We highlight the advantages and limitations of laparoscopic ultrasound during cholecystectomy, and underline its value in difficult scenarios when the anatomy is obscured.

摘要

目的

评估腹腔镜超声(LUS)在胆囊切除术中替代术中胆管造影术(IOC)的作用。

方法

我们进行了 MEDLINE 和 PubMed 文献检索,使用了“腹腔镜术中超声”和“腹腔镜胆囊切除术”这两个关键词。
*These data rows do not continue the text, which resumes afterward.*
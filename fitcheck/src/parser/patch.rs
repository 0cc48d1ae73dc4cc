//! Field overrides applied on top of an extracted record.
//!
//! Editing produces a new record; the extracted one is left as it was.

use serde::{Deserialize, Serialize};

use crate::core::FitCheckError;
use crate::parser::schema::{ParsedSpecs, Phase, ProductType};

/// Upper bound accepted for an amps override
pub const MAX_PATCH_AMPS: u32 = 1000;
/// Upper bound accepted for a poles override
pub const MAX_PATCH_POLES: u8 = 4;

/// One optional override per field. `None` keeps the current value.
///
/// An `amps` or `poles` override of 0 clears the field, matching the
/// zero-means-blank convention of numeric form inputs.
#[derive(Debug, Clone, Default, PartialEq, Eq, Serialize, Deserialize)]
#[serde(default)]
pub struct SpecPatch {
    pub product_type: Option<ProductType>,
    pub brand: Option<String>,
    pub series: Option<String>,
    pub model: Option<String>,
    pub voltage: Option<String>,
    pub phase: Option<Phase>,
    pub amps: Option<u32>,
    pub poles: Option<u8>,
    pub nema_enclosure: Option<String>,
    pub plug_config: Option<String>,
    pub raw_excerpt: Option<String>,
}

impl SpecPatch {
    pub fn is_empty(&self) -> bool {
        *self == SpecPatch::default()
    }

    /// Build a patch from `field=value` assignments, e.g. `["amps=20", "series=QO"]`
    pub fn from_assignments<S: AsRef<str>>(assignments: &[S]) -> Result<Self, FitCheckError> {
        let mut patch = SpecPatch::default();

        for assignment in assignments {
            let assignment = assignment.as_ref();
            let (field, value) = assignment.split_once('=').ok_or_else(|| {
                FitCheckError::InvalidPatch(format!("expected field=value, got {:?}", assignment))
            })?;
            let value = value.trim();

            match field.trim() {
                "product_type" | "type" => {
                    patch.product_type = Some(value.parse().map_err(FitCheckError::InvalidPatch)?)
                }
                "brand" => patch.brand = Some(value.to_string()),
                "series" => patch.series = Some(value.to_string()),
                "model" => patch.model = Some(value.to_string()),
                "voltage" => patch.voltage = Some(value.to_string()),
                "phase" => patch.phase = Some(value.parse().map_err(FitCheckError::InvalidPatch)?),
                "amps" => patch.amps = Some(parse_number(field, value)?),
                "poles" => patch.poles = Some(parse_number(field, value)?),
                "nema_enclosure" | "nema" => patch.nema_enclosure = Some(value.to_uppercase()),
                "plug_config" | "plug" => patch.plug_config = Some(value.to_string()),
                "raw_excerpt" => patch.raw_excerpt = Some(value.to_string()),
                other => {
                    return Err(FitCheckError::InvalidPatch(format!(
                        "unknown field {:?}",
                        other
                    )))
                }
            }
        }

        Ok(patch)
    }
}

fn parse_number<T: std::str::FromStr>(field: &str, value: &str) -> Result<T, FitCheckError> {
    value
        .parse()
        .map_err(|_| FitCheckError::InvalidPatch(format!("{} must be a number, got {:?}", field, value)))
}

impl ParsedSpecs {
    /// Return a copy of this record with the patch's overrides applied
    pub fn apply(&self, patch: &SpecPatch) -> Result<ParsedSpecs, FitCheckError> {
        if let Some(amps) = patch.amps {
            if amps > MAX_PATCH_AMPS {
                return Err(FitCheckError::InvalidPatch(format!(
                    "amps must be at most {}, got {}",
                    MAX_PATCH_AMPS, amps
                )));
            }
        }
        if let Some(poles) = patch.poles {
            if poles > MAX_PATCH_POLES {
                return Err(FitCheckError::InvalidPatch(format!(
                    "poles must be at most {}, got {}",
                    MAX_PATCH_POLES, poles
                )));
            }
        }

        let mut out = self.clone();
        if let Some(t) = patch.product_type {
            out.product_type = t;
        }
        if let Some(ref v) = patch.brand {
            out.brand = v.clone();
        }
        if let Some(ref v) = patch.series {
            out.series = v.clone();
        }
        if let Some(ref v) = patch.model {
            out.model = v.clone();
        }
        if let Some(ref v) = patch.voltage {
            out.voltage = v.clone();
        }
        if let Some(p) = patch.phase {
            out.phase = p;
        }
        if let Some(amps) = patch.amps {
            out.amps = Some(amps).filter(|&a| a > 0);
        }
        if let Some(poles) = patch.poles {
            out.poles = Some(poles).filter(|&p| p > 0);
        }
        if let Some(ref v) = patch.nema_enclosure {
            out.nema_enclosure = v.clone();
        }
        if let Some(ref v) = patch.plug_config {
            out.plug_config = v.clone();
        }
        if let Some(ref v) = patch.raw_excerpt {
            out.raw_excerpt = v.clone();
        }

        Ok(out)
    }
}

#[cfg(test)]
mod tests {
    use super::*;

    fn breaker() -> ParsedSpecs {
        ParsedSpecs {
            product_type: ProductType::Breaker,
            brand: "Square D".to_string(),
            series: "QO".to_string(),
            amps: Some(20),
            poles: Some(1),
            ..Default::default()
        }
    }

    #[test]
    fn test_apply_leaves_source_untouched() {
        let original = breaker();
        let patch = SpecPatch {
            series: Some("Homeline".to_string()),
            amps: Some(30),
            ..Default::default()
        };

        let edited = original.apply(&patch).unwrap();

        assert_eq!(edited.series, "Homeline");
        assert_eq!(edited.amps, Some(30));
        assert_eq!(edited.brand, "Square D");
        assert_eq!(original, breaker());
    }

    #[test]
    fn test_zero_clears_numeric_fields() {
        let patch = SpecPatch {
            amps: Some(0),
            poles: Some(0),
            ..Default::default()
        };
        let edited = breaker().apply(&patch).unwrap();
        assert_eq!(edited.amps, None);
        assert_eq!(edited.poles, None);
    }

    #[test]
    fn test_out_of_range_rejected() {
        let patch = SpecPatch {
            poles: Some(5),
            ..Default::default()
        };
        assert!(matches!(
            breaker().apply(&patch),
            Err(FitCheckError::InvalidPatch(_))
        ));

        let patch = SpecPatch {
            amps: Some(1001),
            ..Default::default()
        };
        assert!(breaker().apply(&patch).is_err());
    }

    #[test]
    fn test_from_assignments() {
        let patch =
            SpecPatch::from_assignments(&["type=panel", "amps=100", "phase=3P", "nema=4x"]).unwrap();
        assert_eq!(patch.product_type, Some(ProductType::Panel));
        assert_eq!(patch.amps, Some(100));
        assert_eq!(patch.phase, Some(Phase::Three));
        assert_eq!(patch.nema_enclosure.as_deref(), Some("4X"));
        assert!(patch.brand.is_none());
    }

    #[test]
    fn test_from_assignments_errors() {
        assert!(SpecPatch::from_assignments(&["amps"]).is_err());
        assert!(SpecPatch::from_assignments(&["amps=lots"]).is_err());
        assert!(SpecPatch::from_assignments(&["colour=red"]).is_err());
        assert!(SpecPatch::from_assignments(&["type=toaster"]).is_err());
    }

    #[test]
    fn test_empty_patch() {
        let patch = SpecPatch::from_assignments::<&str>(&[]).unwrap();
        assert!(patch.is_empty());
        assert_eq!(breaker().apply(&patch).unwrap(), breaker());
    }
}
确定了 2000 年至 2016 年所有相关的英文文献,并提取了 LUS 在胆道解剖学描述、检测胆总管结石(CBDS)、预防或早期发现胆管损伤(BDI)以及腹腔镜胆囊切除术中偶然发现等方面的作用的数据。还特别分析了 LUS 在复杂情况下(例如炎症性疾病/纤维化)与 IOC 的作用数据。

结果

我们报告了来自 18 份报告的数据,其中 13 份是前瞻性非随机试验,5 份是回顾性试验,还有 2 项荟萃分析评估了诊断准确性,其中 1 项分析还评估了成本、检查持续时间和解剖学定位。总体而言,LUS 在 92%-100%的患者中提供了高度敏感的胰腺外胆道解剖学定位,而在胰腺内胆管的描述上则更具挑战性(73.8%-98%)。在两项研究中已经记录了血管和胆道变异的识别。尽管炎症性疾病会影响准确性,但在解剖结构模糊的情况下,LUS 仍然优于 IOC。LUS 可以在任何解剖操作之前进行,并且可以根据需要重复进行,以指导外科医生,特别是在纤维化和炎症导致肝门区域解剖困难时。在两项研究中,LUS 在 91%的困难情况下防止了中转开腹。在 CBDS 的检测方面,LUS 的敏感性和特异性分别为 76%-100%和 96.2%-100%。LUS 还可以诊断/治疗相邻器官的偶然发现。尽管分析报告中没有记录胆管损伤,但无法检索到预防或检测胆管损伤的有价值的数据。文献分析证明 LUS 是一种安全、快速、非辐射、具有成本效益的技术,虽然它已经广为人知,但由于学习曲线困难,它的应用仍然相对较少。

结论

我们强调了腹腔镜超声在胆囊切除术中的优点和局限性,并强调了其在解剖结构模糊的困难情况下的价值。